Three-dimensional entanglements, including knots, knotted graphs, periodic arrays of woven filaments and interpenetrating nets, form an integral part of structure analysis because they influence various physical properties. Ideal embeddings of these entanglements give insight into identification and classification of the geometry and physically relevant configurations in vivo . This paper introduces an algorithm for the tightening of finite, periodic and branched entanglements to a least energy form. Our algorithm draws inspiration from the Shrink-On-No-Overlaps (SONO) (Pieranski 1998 In Ideal knots (eds A Stasiak, V Katritch, LH Kauffman), vol. 19, pp. 20–41.) algorithm for the tightening of knots and links: we call it Periodic-Branched Shrink-On-No-Overlaps (PB-SONO).
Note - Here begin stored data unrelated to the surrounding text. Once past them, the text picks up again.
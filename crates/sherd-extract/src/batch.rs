//! Concurrent batch extraction.
//!
//! Items run on the blocking pool with at most `concurrency` in flight. All
//! items share one mapper, so the whole batch sees a single taxonomy
//! snapshot. Results come back in input order.

use std::sync::Arc;
use std::time::Instant;

use serde::{Deserialize, Serialize};
use serde_json::Value as JsonValue;
use sherd_core::defaults::HIGH_QUALITY_THRESHOLD;
use sherd_core::models::{ExtractionResult, TopicLabel};
use tokio::task::JoinSet;
use tracing::{error, info};

use crate::mapper::{processed_date, record_id, MetadataMapper};

/// One record queued for extraction.
#[derive(Debug, Clone, PartialEq, Serialize, Deserialize)]
pub struct BatchItem {
    pub record: JsonValue,
    /// Assembled free text; the mapper assembles it when `None`.
    #[serde(default, skip_serializing_if = "Option::is_none")]
    pub text: Option<String>,
    #[serde(default, skip_serializing_if = "Option::is_none")]
    pub topics: Option<Vec<TopicLabel>>,
}

impl BatchItem {
    pub fn new(record: JsonValue) -> Self {
        Self {
            record,
            text: None,
            topics: None,
        }
    }

    pub fn with_text(mut self, text: impl Into<String>) -> Self {
        self.text = Some(text.into());
        self
    }

    pub fn with_topics(mut self, topics: Vec<TopicLabel>) -> Self {
        self.topics = Some(topics);
        self
    }
}

impl From<JsonValue> for BatchItem {
    fn from(record: JsonValue) -> Self {
        Self::new(record)
    }
}

/// Results of one batch with summary counts.
#[derive(Debug, Clone, Default, Serialize)]
pub struct BatchReport {
    /// One result per input item, in input order.
    pub results: Vec<ExtractionResult>,
    pub processed: usize,
    pub degraded: usize,
    /// Items with a quality score above 0.5.
    pub high_quality: usize,
    pub duration_ms: u64,
}

impl BatchReport {
    fn new(results: Vec<ExtractionResult>, duration_ms: u64) -> Self {
        let degraded = results.iter().filter(|r| r.is_degraded()).count();
        let high_quality = results
            .iter()
            .filter_map(ExtractionResult::quality_score)
            .filter(|score| *score > HIGH_QUALITY_THRESHOLD)
            .count();
        Self {
            processed: results.len(),
            degraded,
            high_quality,
            duration_ms,
            results,
        }
    }
}

/// Extract every item, at most `mapper.config().concurrency` at a time.
pub async fn process_batch(mapper: Arc<MetadataMapper>, items: Vec<BatchItem>) -> BatchReport {
    let start = Instant::now();
    let total = items.len();
    let concurrency = mapper.config().concurrency.max(1);

    info!(
        subsystem = "extract",
        component = "batch",
        op = "process_batch",
        item_count = total,
        concurrency,
        taxonomy_version = mapper.taxonomy_version(),
        "Starting batch"
    );

    let ids: Vec<String> = items.iter().map(|item| record_id(&item.record)).collect();
    let mut slots: Vec<Option<ExtractionResult>> = (0..total).map(|_| None).collect();
    let mut pending = items.into_iter().enumerate();
    let mut tasks = JoinSet::new();

    loop {
        while tasks.len() < concurrency {
            let Some((idx, item)) = pending.next() else {
                break;
            };
            let mapper = Arc::clone(&mapper);
            tasks.spawn_blocking(move || {
                let result =
                    mapper.process_value(item.record, item.text.as_deref(), item.topics.as_deref());
                (idx, result)
            });
        }

        match tasks.join_next().await {
            Some(Ok((idx, result))) => slots[idx] = Some(result),
            Some(Err(e)) => {
                error!(
                    subsystem = "extract",
                    component = "batch",
                    error = ?e,
                    "Extraction task panicked"
                );
            }
            None => break,
        }
    }

    let results: Vec<ExtractionResult> = slots
        .into_iter()
        .zip(ids)
        .map(|(slot, id)| {
            slot.unwrap_or_else(|| {
                ExtractionResult::degraded(id, processed_date(), "extraction task did not complete")
            })
        })
        .collect();

    let report = BatchReport::new(results, start.elapsed().as_millis() as u64);

    info!(
        subsystem = "extract",
        component = "batch",
        op = "process_batch",
        result_count = report.processed,
        degraded = report.degraded,
        high_quality = report.high_quality,
        duration_ms = report.duration_ms,
        "Batch complete"
    );

    report
}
We reproduce published results for ideal configurations of knots using PB-SONO. We then examine ideal geometry for finite entangled graphs, including θ -graphs and entangled tetrahedron- and cube-graphs. Finally, we compute ideal conformations of periodic weavings and entangled nets. The resulting ideal geometry is intriguing: we see spontaneous symmetrisation in some cases, breaking of symmetry in others, as well as configurations reminiscent of biological and chemical structures in nature.